[Items from a data source]
════════════════════

#[cfg(test)]
#[allow(clippy::unwrap_used)]
mod tests {
    use discourse_types::{ItemId, Subjects};

    use super::*;
    use crate::decision::PassProposer;

    /// Proposes the planned item for each turn, then passes.
    struct Scripted {
        plan: Vec<Option<Item>>,
        cursor: usize,
    }

    impl Scripted {
        fn boxed(plan: Vec<Option<Item>>) -> Box<dyn Proposer> {
            Box::new(Self { plan, cursor: 0 })
        }
    }

    impl Proposer for Scripted {
        fn name(&self) -> &str {
            "scripted"
        }

        fn propose(&mut self, _history: &[Turn], _rng: &mut GameRng) -> Option<Item> {
            let next = self.plan.get(self.cursor).copied().flatten();
            self.cursor = self.cursor.saturating_add(1);
            next
        }
    }

    /// Always proposes its first item.
    struct Eager(Item);

    impl Proposer for Eager {
        fn name(&self) -> &str {
            "eager"
        }

        fn propose(&mut self, _history: &[Turn], _rng: &mut GameRng) -> Option<Item> {
            Some(self.0)
        }
    }

    fn snapshot(tag: u8, subjects: &[Subjects]) -> PlayerSnapshot {
        let id = PlayerId::from_random_bytes([tag; 16]);
        let memory_bank = subjects
            .iter()
            .enumerate()
            .map(|(slot, s)| Item {
                id: ItemId::from_random_bytes([tag.wrapping_mul(16).wrapping_add(u8::try_from(slot).unwrap()); 16]),
                player_id: id,
                importance: 0.5,
                subjects: *s,
            })
            .collect();
        PlayerSnapshot {
            id,
            preferences: (0..10).collect(),
            memory_bank,
        }
    }

    fn config(length: usize, seed: u64) -> GameConfig {
        GameConfig {
            conversation_length: length,
            seed,
            ..GameConfig::default()
        }
    }

    fn first_item(snapshot: &PlayerSnapshot) -> Item {
        *snapshot.memory_bank.first().unwrap()
    }

    #[test]
    fn all_pass_ends_after_three_turns() {
        let mut engine = Engine::new(&config(10, 1), 3).unwrap();
        let agents: Vec<Box<dyn Proposer>> = (0..3)
            .map(|_| Box::new(PassProposer::new()) as Box<dyn Proposer>)
            .collect();
        let result = engine.run(agents).unwrap();
        assert_eq!(result.history, vec![None, None, None]);
        assert_eq!(engine.end_reason(), Some(EndReason::PauseStreak));
        assert!(engine.step().is_none());
    }

    #[test]
    fn seat_count_must_match() {
        let mut engine = Engine::new(&config(10, 1), 2).unwrap();
        let result = engine.seat(vec![Box::new(PassProposer::new())]);
        assert!(matches!(
            result,
            Err(EngineError::SeatMismatch {
                expected: 2,
                actual: 1
            })
        ));
    }

    #[test]
    fn invalid_setup_is_rejected_eagerly() {
        assert!(matches!(
            Engine::new(&config(10, 1), 0),
            Err(EngineError::InvalidSetup { .. })
        ));
        assert!(Engine::from_snapshots(&config(10, 1), Vec::new()).is_err());
    }

    #[test]
    fn unowned_proposal_is_a_pass() {
        let a = snapshot(1, &[Subjects::one(1)]);
        let b = snapshot(2, &[Subjects::one(2)]);
        let stolen = first_item(&b);
        let mut engine = Engine::from_snapshots(&config(5, 1), vec![a.clone(), b]).unwrap();
        engine
            .seat(vec![Scripted::boxed(vec![Some(stolen)]), Box::new(PassProposer::new())])
            .unwrap();
        let result = engine.step().unwrap();
        assert_eq!(result.rejected, vec![a.id]);
        assert!(result.proposals.is_empty());
        assert!(result.item.is_none());
        assert_eq!(engine.pause_streak(), 1);
    }

    #[test]
    fn repeats_rejected_only_when_configured() {
        let a = snapshot(1, &[Subjects::one(1)]);
        let item = first_item(&a);

        let mut lenient = Engine::from_snapshots(&config(5, 1), vec![a.clone()]).unwrap();
        lenient.seat(vec![Box::new(Eager(item))]).unwrap();
        lenient.step().unwrap();
        let second = lenient.step().unwrap();
        assert_eq!(second.item, Some(item));
        let impact = second.impact.unwrap();
        assert!(impact.breakdown.importance.abs() < 1e-12);
        assert!((impact.breakdown.nonmonotonousness + 1.0).abs() < 1e-12);

        let strict_config = GameConfig {
            reject_repeats: true,
            ..config(5, 1)
        };
        let mut strict = Engine::from_snapshots(&strict_config, vec![a.clone()]).unwrap();
        assert!(strict.config().reject_repeats);
        assert!(!lenient.config().reject_repeats);
        strict.seat(vec![Box::new(Eager(item))]).unwrap();
        strict.step().unwrap();
        let second = strict.step().unwrap();
        assert!(second.item.is_none());
        assert_eq!(second.rejected, vec![a.id]);
    }

    #[test]
    fn fewest_contributions_wins_without_retention() {
        let a = snapshot(1, &[Subjects::one(1)]);
        let b = snapshot(2, &[Subjects::one(2)]);
        let c = snapshot(3, &[Subjects::one(3)]);
        let (ia, ib, ic) = (first_item(&a), first_item(&b), first_item(&c));

        for seed in 0..20 {
            let mut engine =
                Engine::from_snapshots(&config(5, seed), vec![a.clone(), b.clone(), c.clone()])
                    .unwrap();
            engine
                .seat(vec![
                    Scripted::boxed(vec![Some(ia), None, Some(ia)]),
                    Scripted::boxed(vec![None, None, Some(ib)]),
                    Scripted::boxed(vec![None, Some(ic), None]),
                ])
                .unwrap();
            assert_eq!(engine.step().unwrap().speaker_id, Some(a.id));
            assert_eq!(engine.step().unwrap().speaker_id, Some(c.id));
            // c did not propose again, so b (0 items) beats a (1 item).
            assert_eq!(engine.step().unwrap().speaker_id, Some(b.id));
        }
    }

    #[test]
    fn previous_speaker_retains_about_half_the_time() {
        let a = snapshot(1, &[Subjects::one(1)]);
        let b = snapshot(2, &[Subjects::one(2)]);
        let mut retained = 0_usize;
        let trials = 400_u64;
        for seed in 0..trials {
            let mut engine =
                Engine::from_snapshots(&config(5, seed), vec![a.clone(), b.clone()]).unwrap();
            engine
                .seat(vec![Box::new(Eager(first_item(&a))), Box::new(Eager(first_item(&b)))])
                .unwrap();
            let first = engine.step().unwrap().speaker_id;
            let second = engine.step().unwrap().speaker_id;
            if first == second {
                retained = retained.saturating_add(1);
            }
        }
        assert!((140..=260).contains(&retained), "retained {retained} of {trials}");
    }

    #[test]
    fn pause_clears_last_speaker() {
        let a = snapshot(1, &[Subjects::one(1)]);
        let b = snapshot(2, &[Subjects::one(2)]);
        let (ia, ib) = (first_item(&a), first_item(&b));
        for seed in 0..20 {
            let mut engine =
                Engine::from_snapshots(&config(6, seed), vec![a.clone(), b.clone()]).unwrap();
            engine
                .seat(vec![
                    Scripted::boxed(vec![Some(ia), None, Some(ia)]),
                    Scripted::boxed(vec![None, None, Some(ib)]),
                ])
                .unwrap();
            engine.step().unwrap();
            assert!(engine.step().unwrap().item.is_none());
            // No retention after a pause: b has fewer items and always wins.
            assert_eq!(engine.step().unwrap().speaker_id, Some(b.id));
        }
    }

    #[test]
    fn final_scores_normalise_by_length() {
        let a = snapshot(1, &[Subjects::one(0)]);
        let item = first_item(&a);
        let mut engine = Engine::from_snapshots(&config(4, 1), vec![a.clone()]).unwrap();
        engine
            .seat(vec![Scripted::boxed(vec![Some(item)])])
            .unwrap();
        while engine.step().is_some() {}

        // history: item, pause, pause, pause -> ends at length 4.
        assert_eq!(engine.history().len(), 4);
        let scores = engine.final_scores();
        assert_eq!(scores.pauses, 3);
        // importance 0.5, coherence -1 (alone), freshness 0, nonmono 0.
        assert!((scores.shared_score_breakdown.total() + 0.5).abs() < 1e-12);
        let line = scores.player_scores.first().unwrap();
        // preferences 0..10: subject 0 has rank 0 => bonus 1.
        assert!((line.individual - 1.0).abs() < 1e-12);
        assert!((line.total - 0.5 / 4.0).abs() < 1e-12);
        assert_eq!(line.contributions, 1);
        assert_eq!(line.name, "scripted");
    }
}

════════════════════

**What is required**
Write out word for word only the lines from the start of the entries down to the line with "let memory_bank = subjects", please, including both ends.

**Answer to this exercise**
#[cfg(test)]
#[allow(clippy::unwrap_used)]
mod tests {
    use discourse_types::{ItemId, Subjects};

    use super::*;
    use crate::decision::PassProposer;

    /// Proposes the planned item for each turn, then passes.
    struct Scripted {
        plan: Vec<Option<Item>>,
        cursor: usize,
    }

    impl Scripted {
        fn boxed(plan: Vec<Option<Item>>) -> Box<dyn Proposer> {
            Box::new(Self { plan, cursor: 0 })
        }
    }

    impl Proposer for Scripted {
        fn name(&self) -> &str {
            "scripted"
        }

        fn propose(&mut self, _history: &[Turn], _rng: &mut GameRng) -> Option<Item> {
            let next = self.plan.get(self.cursor).copied().flatten();
            self.cursor = self.cursor.saturating_add(1);
            next
        }
    }

    /// Always proposes its first item.
    struct Eager(Item);

    impl Proposer for Eager {
        fn name(&self) -> &str {
            "eager"
        }

        fn propose(&mut self, _history: &[Turn], _rng: &mut GameRng) -> Option<Item> {
            Some(self.0)
        }
    }

    fn snapshot(tag: u8, subjects: &[Subjects]) -> PlayerSnapshot {
        let id = PlayerId::from_random_bytes([tag; 16]);
        let memory_bank = subjects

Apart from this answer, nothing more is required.